Continuously explosion to high concentrations of glucose in peritoneal dialysate makes difficult to achieve good glycemic control in diabetic peritoneal dialysis (PD) patients. Both intraperitoneally and subcutaneously insulin is acceptable therapy for these patients. Intraperitoneally insulin therapy may have some advantages such as direct delivery of insulin to the liver, more physiologic absorption, avoids injections, better insulin sensitivity, prevention of insulin antibody formation and major fluctuations in blood sugar. On the other hand, a higher cost, need for higher dose of insulin, increased peritonitis risk, induction of subcapsular steatosis, malignant omentum syndrome are the disadvantages [48-50]. Daily use of solutions with low concentrations of glucose, icodextrin and amino acids may be useful in improving glycemic control in PD patients. On account for this, the choice of insulin therapy depends on physician and patient preference.
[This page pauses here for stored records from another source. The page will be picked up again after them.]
// ============================================================
// Layer 1 — CLI Commands and Arguments
// ============================================================
// Defines the two subcommands, `train` and `score`, and their
// flags. Model hyperparameters live in a JSON file (the same
// format written as hparams.json next to every checkpoint);
// the flags cover the run itself.
//
// Reference: Rust Book §12 (Building a CLI Program)

use std::path::PathBuf;

use anyhow::Result;
use clap::{Args, Subcommand};

use crate::application::train_use_case::TrainRequest;
use crate::domain::hparams::HyperParams;
use crate::infra::checkpoint::read_hparams;
use crate::ml::trainer::TrainerConfig;

#[derive(Subcommand, Debug)]
pub enum Commands {
    /// Fine-tune a quality-estimation model on CSV data
    Train(TrainArgs),

    /// Score a CSV file with a trained checkpoint
    Score(ScoreArgs),
}

#[derive(Args, Debug)]
pub struct TrainArgs {
    /// JSON hyperparameter file; defaults are used when omitted
    #[arg(long)]
    pub hparams: Option<PathBuf>,

    /// Training CSV (src,mt,score); overrides `train_data` in the hparams file
    #[arg(long)]
    pub train_data: Option<PathBuf>,

    /// Validation CSV; overrides `validation_data` in the hparams file
    #[arg(long)]
    pub validation_data: Option<PathBuf>,

    /// Directory for checkpoints, tokenizer and metrics.csv
    #[arg(long, default_value = "checkpoints")]
    pub checkpoint_dir: PathBuf,

    /// Number of full passes through the training data
    #[arg(long, default_value_t = 2)]
    pub max_epochs: usize,

    /// Seed for the backend RNG, shuffling and the overfit subset
    #[arg(long, default_value_t = 12)]
    pub seed: u64,
}

impl TrainArgs {
    pub fn into_request(self) -> Result<TrainRequest> {
        let mut hparams = match &self.hparams {
            Some(path) => read_hparams(path)?,
            None => HyperParams::default(),
        };
        if let Some(path) = self.train_data {
            hparams.train_data = Some(path);
        }
        if let Some(path) = self.validation_data {
            hparams.validation_data = Some(path);
        }

        let trainer = TrainerConfig {
            max_epochs:  self.max_epochs,
            seed:        self.seed,
            num_devices: 1,
        };
        Ok(TrainRequest { hparams, trainer, checkpoint_dir: self.checkpoint_dir })
    }
}

#[derive(Args, Debug)]
pub struct ScoreArgs {
    /// CSV file to score (src,mt and optionally score)
    #[arg(long)]
    pub data: PathBuf,

    /// Directory where checkpoints were saved during training
    #[arg(long, default_value = "checkpoints")]
    pub checkpoint_dir: PathBuf,
}

// ─── Unit Tests ───────────────────────────────────────────────────────────────
#[cfg(test)]
mod tests {
    use super::*;
    use clap::Parser;

    use crate::cli::Cli;

    #[test]
    fn test_train_flags_override_data_paths() {
        let cli = Cli::try_parse_from([
            "qe-estimator", "train",
            "--train-data", "train.csv",
            "--validation-data", "dev.csv",
            "--seed", "3",
        ])
        .unwrap();
        let Commands::Train(args) = cli.command else { panic!("expected train") };
        let req = args.into_request().unwrap();

        assert_eq!(req.hparams.train_data, Some(PathBuf::from("train.csv")));
        assert_eq!(req.trainer.seed, 3);
        assert_eq!(req.trainer.max_epochs, 2);
    }

    #[test]
    fn test_hparams_file_is_validated() {
        let dir = tempfile::tempdir().unwrap();
        let path = dir.path().join("hp.json");
        let mut json = serde_json::to_value(HyperParams::default()).unwrap();
        json["batch_size"] = serde_json::json!(0);
        std::fs::write(&path, json.to_string()).unwrap();

        let cli = Cli::try_parse_from(["qe-estimator", "train", "--hparams", path.to_str().unwrap()]).unwrap();
        let Commands::Train(args) = cli.command else { panic!("expected train") };
        assert!(args.into_request().is_err());
    }

    #[test]
    fn test_score_requires_data() {
        assert!(Cli::try_parse_from(["qe-estimator", "score"]).is_err());
    }
}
Assessment and Monitoring Glycemic Control
The glycemic control in patients with DM and CKD as do in patients with DM and normal kidney patients. Fasting blood glucose, postprandial blood glucose (2 hours) and hemoglobin A1c (HbA1c) measurements are standard to assess chronic glycemic control in diabetic patients with CKD. Its explication is further complicated by a reduced red cell lifespan, iron deficiency, repeated blood transfusions and erythropoietin use. Both glycated albumin and fructosamine have been proposed as alternative biomarkers of glycemic control, but there is no consensus. All drugs (except acarbose) decrease HbA1c levels approximately 1-1.5%. The guidelines suggest that non-dialysis patients who are risk for hypoglycemia should not be treated to HbA1c <7%, and that the target HbA1c should be over 7% in patients who have comorbidities or limited life expectancy. Additionally, among dialysis patients who are relatively young (<50 years) and without significant comorbid conditions, the HbA1c target is closer to 7-7.5%. However, among older patients with multiple comorbid conditions, the HbA1c target is closer to 7.5-8% [12,51,52]. Recommended glycemic control parameters for diabetic patients with renal disease are listed in Table 2.
HbA1c (%)
Fasting Blood Glucose (mg/dl)
Postprandial Blood Glucose (2. Hour-mg/dl)
eGFR>60ml/min/1.73m2
<6.5
80-120
<140
15<eGFR<59ml/min/1.73m2
<7.5
100-120
<140-160
Dialysis patients
age<50 years
age>50 years
<7-7.5
<7.5-8
100-140
<200
Table 2: Monitoring glycemic control in patients with DM and CKD.
Conclusion
CKD is associated with insulin resistance and, in advanced CKD, decreased insulin degradation. Glycemic control in these patients can be difficult, because of DM, renal insufficiency, pharmacological and dialysis therapy. It is well known that good glycemic control in the predialysis patients is essential in improving long term prognosis in diabetic patients on dialysis. Good glycemic control before dialysis was closely correlated with morbidity and mortality in both HD and PD patients. But it is not clear what the benefit of intensive blood glucose control is on progression in patients who have reached ESRD. Careful, individualized therapy is essential among patients with advanced CKD or on dialysis.